WASHINGTON (AP) – La dette nationale brute du pays a dépassé 31 billions de dollars, selon un rapport du Trésor américain publié mardi qui enregistre les finances quotidiennes de l’Amérique.

Se rapprochant du plafond statutaire d’environ 31,4 billions de dollars – un plafond artificiel imposé par le Congrès à la capacité d’emprunt du gouvernement américain – les chiffres de la dette ont frappé une économie déjà précaire confrontée à une inflation élevée, à des taux d’intérêt en hausse et à un dollar américain fort.

Et tandis que le président Joe Biden a vanté les efforts de réduction du déficit de son administration cette année et a récemment signé la soi-disant loi sur la réduction de l’inflation, qui tente de maîtriser les hausses de prix élevées depuis 40 ans causées par divers facteurs économiques, les économistes disent que les derniers chiffres de la dette sont une cause d’inquiétude.
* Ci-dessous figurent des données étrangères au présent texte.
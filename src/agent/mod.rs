//! The sample loop. On every tick it refreshes the job table and then runs
//! each enabled sampler against it, publishing into the metric store.
//!
//! Passes never overlap: the loop awaits each pass before waiting for the
//! next tick, missed ticks are skipped, and [`SampleLoop::sample`] refuses to
//! start while another pass is in flight.
//!
//! When a textfile is configured the store is rendered to it at the end of
//! every pass.

use crate::config::Config;
use crate::exporter::textfile;
use crate::store::{MetricDesc, MetricStore};

use ringlog::{debug, error, info, warn};
use tokio::sync::{watch, Mutex};
use tokio::time::MissedTickBehavior;

use std::path::PathBuf;
use std::sync::Arc;
use std::time::{Duration, Instant};

pub mod deadline;
pub mod jobs;
pub mod samplers;

mod stats;

use jobs::{JobResolver, JobTable};
use samplers::{Sampler, SAMPLERS};
use stats::*;

const JOBS_STAGE: &str = "jobs";

pub struct SampleLoop {
    interval: Duration,
    timeout: Duration,
    resolver: Arc<dyn JobResolver>,
    samplers: Vec<Box<dyn Sampler>>,
    store: MetricStore,
    textfile: Option<PathBuf>,
    pass: Mutex<()>,
}

impl SampleLoop {
    /// Initializes every registered sampler and declares all metrics with
    /// the store.
    pub fn new(config: Arc<Config>, store: MetricStore) -> Self {
        let mut samplers = Vec::new();

        for init in SAMPLERS {
            match init(config.clone()) {
                Ok(Some(sampler)) => {
                    info!("{} sampler enabled", sampler.name());
                    samplers.push(sampler);
                }
                Ok(None) => {}
                Err(e) => error!("failed to initialize sampler: {e}"),
            }
        }

        // stable order regardless of link order
        samplers.sort_by_key(|s| s.name());

        let resolver: Arc<dyn JobResolver> = Arc::from(jobs::resolver(&config));
        info!("resolving jobs with the {} strategy", resolver.name());

        Self::with_samplers(
            config.general().interval(),
            config.general().timeout(),
            resolver,
            samplers,
            store,
        )
        .with_textfile(config.exporter().textfile().map(PathBuf::from))
    }

    pub fn with_samplers(
        interval: Duration,
        timeout: Duration,
        resolver: Arc<dyn JobResolver>,
        samplers: Vec<Box<dyn Sampler>>,
        store: MetricStore,
    ) -> Self {
        let declared = METRICS
            .iter()
            .chain(samplers.iter().flat_map(|s| s.metrics().iter()))
            .copied();

        for desc in declared {
            store.register(desc);
        }

        Self {
            interval,
            timeout,
            resolver,
            samplers,
            store,
            textfile: None,
            pass: Mutex::new(()),
        }
    }

    pub fn with_textfile(mut self, path: Option<PathBuf>) -> Self {
        if let Some(path) = &path {
            info!("writing textfile collector output to {}", path.display());
        }
        self.textfile = path;
        self
    }

    /// Runs until the shutdown flag is raised. A pass in progress is allowed
    /// to finish.
    pub async fn run(self, mut shutdown: watch::Receiver<bool>) {
        let mut ticker = tokio::time::interval(self.interval);
        ticker.set_missed_tick_behavior(MissedTickBehavior::Skip);

        info!("sampling every {}", humantime::format_duration(self.interval));

        loop {
            tokio::select! {
                _ = ticker.tick() => {}
                changed = shutdown.changed() => {
                    if changed.is_err() || *shutdown.borrow() {
                        break;
                    }
                    continue;
                }
            }

            self.sample().await;

            if *shutdown.borrow() {
                break;
            }
        }

        info!("sample loop stopped");
    }

    /// Runs one complete pass. Returns the job table used, or `None` when
    /// another pass was already running and this one was dropped.
    pub async fn sample(&self) -> Option<JobTable> {
        let Ok(_pass) = self.pass.try_lock() else {
            debug!("previous pass still running, dropping tick");
            return None;
        };

        let start = Instant::now();

        let table = self.resolve().await;

        for sampler in &self.samplers {
            let start = Instant::now();

            let result = sampler.refresh_with_logging(&table, &self.store).await;

            if let Err(e) = &result {
                warn!("{} sampler failed, keeping previous values: {e}", sampler.name());
            }

            self.record(sampler.name(), result.is_ok(), start.elapsed());
        }

        self.write_textfile().await;

        debug!("pass complete in {:?}", start.elapsed());

        Some(table)
    }

    async fn resolve(&self) -> JobTable {
        let start = Instant::now();
        let resolver = self.resolver.clone();

        let table = match deadline::blocking(self.timeout, move || resolver.refresh()).await {
            Ok(Ok(table)) => Ok(table),
            Ok(Err(e)) => Err(e.to_string()),
            Err(e) => Err(e.to_string()),
        };

        match table {
            Ok(table) => {
                for (job, pids) in table.by_job() {
                    self.set(&JOB_PROCESSES, &[job.as_str()], pids.len() as f64);
                }
                self.record(JOBS_STAGE, true, start.elapsed());
                table
            }
            Err(e) => {
                // nothing is attributable this cycle, the samplers still run
                warn!("unable to resolve jobs: {e}");
                self.record(JOBS_STAGE, false, start.elapsed());
                JobTable::new()
            }
        }
    }

    async fn write_textfile(&self) {
        let Some(path) = self.textfile.clone() else {
            return;
        };

        let text = match self.store.snapshot().to_prometheus() {
            Ok(text) => text,
            Err(e) => {
                warn!("failed to encode metrics for {}: {e}", path.display());
                return;
            }
        };

        let target = path.clone();

        match deadline::blocking(self.timeout, move || textfile::write(&target, &text)).await {
            Ok(Ok(())) => {}
            Ok(Err(e)) => warn!("failed to write {}: {e}", path.display()),
            Err(e) => warn!("failed to write {}: {e}", path.display()),
        }
    }

    fn record(&self, stage: &str, up: bool, duration: Duration) {
        self.set(&SAMPLER_UP, &[stage], if up { 1.0 } else { 0.0 });
        self.set(&SAMPLER_DURATION, &[stage], duration.as_secs_f64());
    }

    fn set(&self, desc: &MetricDesc, labels: &[&str], value: f64) {
        if let Err(e) = self.store.set(desc.name, labels, value) {
            error!("{e}");
        }
    }
}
Owen Zidar, un économiste de Princeton, a déclaré que la hausse des taux d’intérêt exacerberait les problèmes d’endettement croissants du pays et rendrait la dette elle-même plus coûteuse. La Réserve fédérale a relevé ses taux à plusieurs reprises cette année dans le but de lutter contre l’inflation.
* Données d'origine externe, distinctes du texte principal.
//! Resolves which scheduler job owns each process.
//!
//! Two strategies are provided behind the [`JobResolver`] trait:
//! * [`CgroupTree`] walks the scheduler cgroup root top-down and reads the
//!   `cgroup.procs` files under every job directory. One pass yields the full
//!   mapping, including jobs which currently own no processes.
//! * [`ProcCgroup`] reads `/proc/<pid>/cgroup` for every process and looks
//!   for a job segment in its cgroup path.

use crate::config::{Config, Strategy};

use std::collections::{BTreeMap, BTreeSet};
use std::fmt;
use std::path::PathBuf;

mod proc;
mod tree;

pub use proc::ProcCgroup;
pub use tree::CgroupTree;

pub type Pid = u32;

/// Scheduler job identifier, e.g. `"42"` for a `job_42` cgroup.
#[derive(Debug, Clone, PartialEq, Eq, PartialOrd, Ord, Hash)]
pub struct JobId(String);

impl JobId {
    pub fn new(id: impl Into<String>) -> Self {
        Self(id.into())
    }

    pub fn as_str(&self) -> &str {
        &self.0
    }

    /// Extracts the job id from a path segment of the form
    /// `<marker><digits>`.
    pub fn from_segment(segment: &str, marker: &str) -> Option<Self> {
        let id = segment.strip_prefix(marker)?;

        if id.is_empty() || !id.bytes().all(|b| b.is_ascii_digit()) {
            return None;
        }

        Some(Self(id.to_string()))
    }
}

impl fmt::Display for JobId {
    fn fmt(&self, f: &mut fmt::Formatter<'_>) -> fmt::Result {
        f.write_str(&self.0)
    }
}

#[derive(Debug, thiserror::Error)]
pub enum JobError {
    #[error("cgroup root {path} is unavailable: {source}")]
    RootUnavailable {
        path: PathBuf,
        source: std::io::Error,
    },
}

/// Process to job mapping produced by one resolver refresh.
#[derive(Debug, Default, Clone, PartialEq)]
pub struct JobTable {
    pids: BTreeMap<Pid, JobId>,
    jobs: BTreeSet<JobId>,
}

impl JobTable {
    pub fn new() -> Self {
        Self::default()
    }

    /// Records a job, even if it owns no processes.
    pub fn add_job(&mut self, job: JobId) {
        self.jobs.insert(job);
    }

    pub fn insert(&mut self, pid: Pid, job: JobId) {
        self.jobs.insert(job.clone());
        self.pids.insert(pid, job);
    }

    pub fn lookup(&self, pid: Pid) -> Option<&JobId> {
        self.pids.get(&pid)
    }

    pub fn jobs(&self) -> impl Iterator<Item = &JobId> {
        self.jobs.iter()
    }

    pub fn pids(&self) -> impl Iterator<Item = (Pid, &JobId)> {
        self.pids.iter().map(|(pid, job)| (*pid, job))
    }

    /// Groups the processes by job. Every known job is present, jobs without
    /// processes map to an empty list.
    pub fn by_job(&self) -> BTreeMap<&JobId, Vec<Pid>> {
        let mut grouped: BTreeMap<&JobId, Vec<Pid>> =
            self.jobs.iter().map(|job| (job, Vec::new())).collect();

        for (pid, job) in &self.pids {
            grouped.entry(job).or_default().push(*pid);
        }

        grouped
    }

    pub fn is_empty(&self) -> bool {
        self.jobs.is_empty()
    }
}

/// Maps processes to the scheduler job which contains them.
pub trait JobResolver: Send + Sync {
    fn name(&self) -> &'static str;

    /// Builds the complete mapping for this cycle. Blocking.
    fn refresh(&self) -> Result<JobTable, JobError>;
}

/// Builds the resolver selected by `[jobs] strategy`.
pub fn resolver(config: &Config) -> Box<dyn JobResolver> {
    let jobs = config.jobs();

    match jobs.strategy() {
        Strategy::CgroupTree => Box::new(CgroupTree::new(jobs.root(), jobs.marker())),
        Strategy::ProcCgroup => Box::new(ProcCgroup::new(config.general().procfs(), jobs.marker())),
    }
}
Zidar a déclaré que la dette “devrait nous encourager à envisager certaines politiques fiscales qui ont failli passer par le processus législatif mais n’ont pas reçu suffisamment de soutien”, comme l’imposition d’impôts plus élevés aux riches et la suppression de l’échappatoire sur les intérêts portés, qui permet aux gestionnaires de fonds de traiter leur revenus sous forme de gains en capital.
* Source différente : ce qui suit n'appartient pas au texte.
use super::*;

use prometheus::proto::{self, MetricType};
use prometheus::{Encoder, TextEncoder};

impl Snapshot {
    /// Converts the snapshot into Prometheus metric families.
    pub fn to_families(&self) -> Vec<proto::MetricFamily> {
        self.families.iter().map(FamilySnapshot::to_family).collect()
    }

    /// Renders the snapshot in the Prometheus text exposition format.
    pub fn to_prometheus(&self) -> prometheus::Result<String> {
        let encoder = TextEncoder::new();

        let mut buffer = Vec::new();
        encoder.encode(&self.to_families(), &mut buffer)?;

        String::from_utf8(buffer).map_err(|e| prometheus::Error::Msg(e.to_string()))
    }
}

impl FamilySnapshot {
    fn to_family(&self) -> proto::MetricFamily {
        let mut family = proto::MetricFamily::default();
        family.set_name(self.name.to_string());
        family.set_help(self.description.to_string());
        family.set_field_type(match self.kind {
            MetricKind::Gauge => MetricType::GAUGE,
            MetricKind::Counter => MetricType::COUNTER,
        });

        for sample in &self.samples {
            let mut metric = proto::Metric::default();

            for (name, value) in self.labels.iter().zip(&sample.labels) {
                let mut pair = proto::LabelPair::default();
                pair.set_name(name.to_string());
                pair.set_value(value.clone());
                metric.mut_label().push(pair);
            }

            match self.kind {
                MetricKind::Gauge => metric.mut_gauge().set_value(sample.value),
                MetricKind::Counter => metric.mut_counter().set_value(sample.value),
            }

            family.mut_metric().push(metric);
        }

        family
    }
}
use ringlog::Level;
use serde::Deserialize;

use std::collections::HashMap;
use std::net::SocketAddr;
use std::path::{Path, PathBuf};
use std::time::Duration;

#[derive(Debug, thiserror::Error)]
pub enum ConfigError {
    #[error("unable to read config file {path}: {source}")]
    Read {
        path: PathBuf,
        source: std::io::Error,
    },
    #[error("failed to parse config file {path}: {source}")]
    Parse {
        path: PathBuf,
        source: toml::de::Error,
    },
    #[error("invalid config: {0}")]
    Invalid(String),
}

#[derive(Deserialize, Default)]
#[serde(deny_unknown_fields)]
pub struct Config {
    #[serde(default)]
    general: General,
    #[serde(default)]
    log: Log,
    #[serde(default)]
    jobs: Jobs,
    #[serde(default)]
    accelerator: Accelerator,
    #[serde(default)]
    exporter: Exporter,
    #[serde(default)]
    defaults: SamplerConfig,
    #[serde(default)]
    samplers: HashMap<String, SamplerConfig>,
}

impl Config {
    pub fn load(path: &dyn AsRef<Path>) -> Result<Self, ConfigError> {
        let path = path.as_ref();

        let content = std::fs::read_to_string(path).map_err(|source| ConfigError::Read {
            path: path.to_path_buf(),
            source,
        })?;

        let config: Config = toml::from_str(&content).map_err(|source| ConfigError::Parse {
            path: path.to_path_buf(),
            source,
        })?;

        config.check()?;

        Ok(config)
    }

    fn check(&self) -> Result<(), ConfigError> {
        self.general.check()?;
        self.log.check()?;
        self.jobs.check()?;
        self.exporter.check()?;

        if self.accelerator.command.trim().is_empty() {
            return Err(ConfigError::Invalid(
                "accelerator command must not be empty".into(),
            ));
        }

        Ok(())
    }

    pub fn general(&self) -> &General {
        &self.general
    }

    pub fn log(&self) -> &Log {
        &self.log
    }

    pub fn jobs(&self) -> &Jobs {
        &self.jobs
    }

    pub fn accelerator(&self) -> &Accelerator {
        &self.accelerator
    }

    pub fn exporter(&self) -> &Exporter {
        &self.exporter
    }

    /// Whether the named sampler should run. Falls back to `[defaults]`
    /// when the sampler has no section of its own.
    pub fn enabled(&self, name: &str) -> bool {
        self.samplers
            .get(name)
            .and_then(|s| s.enabled)
            .or(self.defaults.enabled)
            .unwrap_or(true)
    }
}

#[derive(Deserialize)]
#[serde(deny_unknown_fields)]
pub struct General {
    #[serde(default = "listen")]
    listen: String,
    #[serde(default = "interval")]
    interval: String,
    #[serde(default = "timeout")]
    timeout: String,
    #[serde(default = "procfs")]
    procfs: PathBuf,
}

impl Default for General {
    fn default() -> Self {
        Self {
            listen: listen(),
            interval: interval(),
            timeout: timeout(),
            procfs: procfs(),
        }
    }
}

impl General {
    fn check(&self) -> Result<(), ConfigError> {
        self.listen.parse::<SocketAddr>().map_err(|e| {
            ConfigError::Invalid(format!("listen address `{}`: {e}", self.listen))
        })?;

        for (field, value) in [("interval", &self.interval), ("timeout", &self.timeout)] {
            match value.parse::<humantime::Duration>() {
                Ok(d) if Duration::from(d).is_zero() => {
                    return Err(ConfigError::Invalid(format!("{field} must be non-zero")));
                }
                Ok(_) => {}
                Err(e) => {
                    return Err(ConfigError::Invalid(format!("{field} `{value}`: {e}")));
                }
            }
        }

        Ok(())
    }

    pub fn listen(&self) -> SocketAddr {
        // validated in `check()`, the default always parses
        self.listen
            .parse()
            .unwrap_or_else(|_| SocketAddr::from(([0, 0, 0, 0], 9400)))
    }

    pub fn interval(&self) -> Duration {
        self.interval
            .parse::<humantime::Duration>()
            .map(Duration::from)
            .unwrap_or(Duration::from_secs(10))
    }

    pub fn timeout(&self) -> Duration {
        self.timeout
            .parse::<humantime::Duration>()
            .map(Duration::from)
            .unwrap_or(Duration::from_secs(5))
    }

    pub fn procfs(&self) -> &Path {
        &self.procfs
    }
}

#[derive(Deserialize)]
#[serde(deny_unknown_fields)]
pub struct Log {
    #[serde(default = "log_level")]
    level: String,
}

impl Default for Log {
    fn default() -> Self {
        Self { level: log_level() }
    }
}

impl Log {
    fn check(&self) -> Result<(), ConfigError> {
        parse_level(&self.level)
            .map(|_| ())
            .ok_or_else(|| ConfigError::Invalid(format!("unknown log level `{}`", self.level)))
    }

    pub fn level(&self) -> Level {
        parse_level(&self.level).unwrap_or(Level::Info)
    }
}

fn parse_level(level: &str) -> Option<Level> {
    match level.to_ascii_lowercase().as_str() {
        "error" => Some(Level::Error),
        "warn" => Some(Level::Warn),
        "info" => Some(Level::Info),
        "debug" => Some(Level::Debug),
        "trace" => Some(Level::Trace),
        _ => None,
    }
}

/// How job ownership is discovered.
#[derive(Deserialize, Debug, Clone, Copy, PartialEq, Eq, Default)]
#[serde(rename_all = "snake_case")]
pub enum Strategy {
    /// Walk the scheduler cgroup tree once per cycle.
    #[default]
    CgroupTree,
    /// Read `/proc/<pid>/cgroup` for every process.
    ProcCgroup,
}

#[derive(Deserialize)]
#[serde(deny_unknown_fields)]
pub struct Jobs {
    #[serde(default)]
    strategy: Strategy,
    #[serde(default = "cgroup_root")]
    root: PathBuf,
    #[serde(default = "job_marker")]
    marker: String,
}

impl Default for Jobs {
    fn default() -> Self {
        Self {
            strategy: Strategy::default(),
            root: cgroup_root(),
            marker: job_marker(),
        }
    }
}

impl Jobs {
    fn check(&self) -> Result<(), ConfigError> {
        if self.marker.is_empty() {
            return Err(ConfigError::Invalid("job marker must not be empty".into()));
        }
        Ok(())
    }

    pub fn strategy(&self) -> Strategy {
        self.strategy
    }

    pub fn root(&self) -> &Path {
        &self.root
    }

    pub fn marker(&self) -> &str {
        &self.marker
    }
}

#[derive(Deserialize)]
#[serde(deny_unknown_fields)]
pub struct Accelerator {
    #[serde(default = "accelerator_command")]
    command: String,
}

impl Default for Accelerator {
    fn default() -> Self {
        Self {
            command: accelerator_command(),
        }
    }
}

impl Accelerator {
    pub fn command(&self) -> &str {
        &self.command
    }
}

#[derive(Deserialize, Default)]
#[serde(deny_unknown_fields)]
pub struct Exporter {
    /// node_exporter textfile collector output, rewritten after every pass.
    textfile: Option<PathBuf>,
}

impl Exporter {
    fn check(&self) -> Result<(), ConfigError> {
        match &self.textfile {
            Some(path) if path.file_name().is_none() => Err(ConfigError::Invalid(format!(
                "textfile `{}` must name a file",
                path.display()
            ))),
            _ => Ok(()),
        }
    }

    pub fn textfile(&self) -> Option<&Path> {
        self.textfile.as_deref()
    }
}

#[derive(Deserialize, Default)]
#[serde(deny_unknown_fields)]
pub struct SamplerConfig {
    enabled: Option<bool>,
}

fn listen() -> String {
    "0.0.0.0:9400".into()
}

fn interval() -> String {
    "10s".into()
}

fn timeout() -> String {
    "5s".into()
}

fn procfs() -> PathBuf {
    "/proc".into()
}

fn log_level() -> String {
    "info".into()
}

fn cgroup_root() -> PathBuf {
    "/sys/fs/cgroup/cpuset/slurm".into()
}

fn job_marker() -> String {
    "job_".into()
}

fn accelerator_command() -> String {
    "nvidia-smi".into()
}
“Je pense que le point ici est que si vous n’étiez pas inquiet auparavant à propos de la dette, vous devriez l’être – et si vous étiez inquiet avant, vous devriez être encore plus inquiet”, a déclaré Zidar.

Le bureau du budget du Congrès a publié plus tôt cette année un rapport sur l’endettement des États-Unis, avertissant dans ses perspectives sur 30 ans que, si elle n’est pas traitée, la dette montera bientôt en flèche vers de nouveaux sommets qui pourraient finalement mettre en péril l’économie américaine.

Dans son examen de mi-session d’août, l’administration prévoyait que le déficit budgétaire de cette année serait inférieur de près de 400 milliards de dollars à ce qu’il avait estimé en mars, en partie en raison de revenus plus élevés que prévu, d’une réduction des dépenses et d’une économie qui a récupéré tous les emplois. perdus pendant la pandémie pluriannuelle.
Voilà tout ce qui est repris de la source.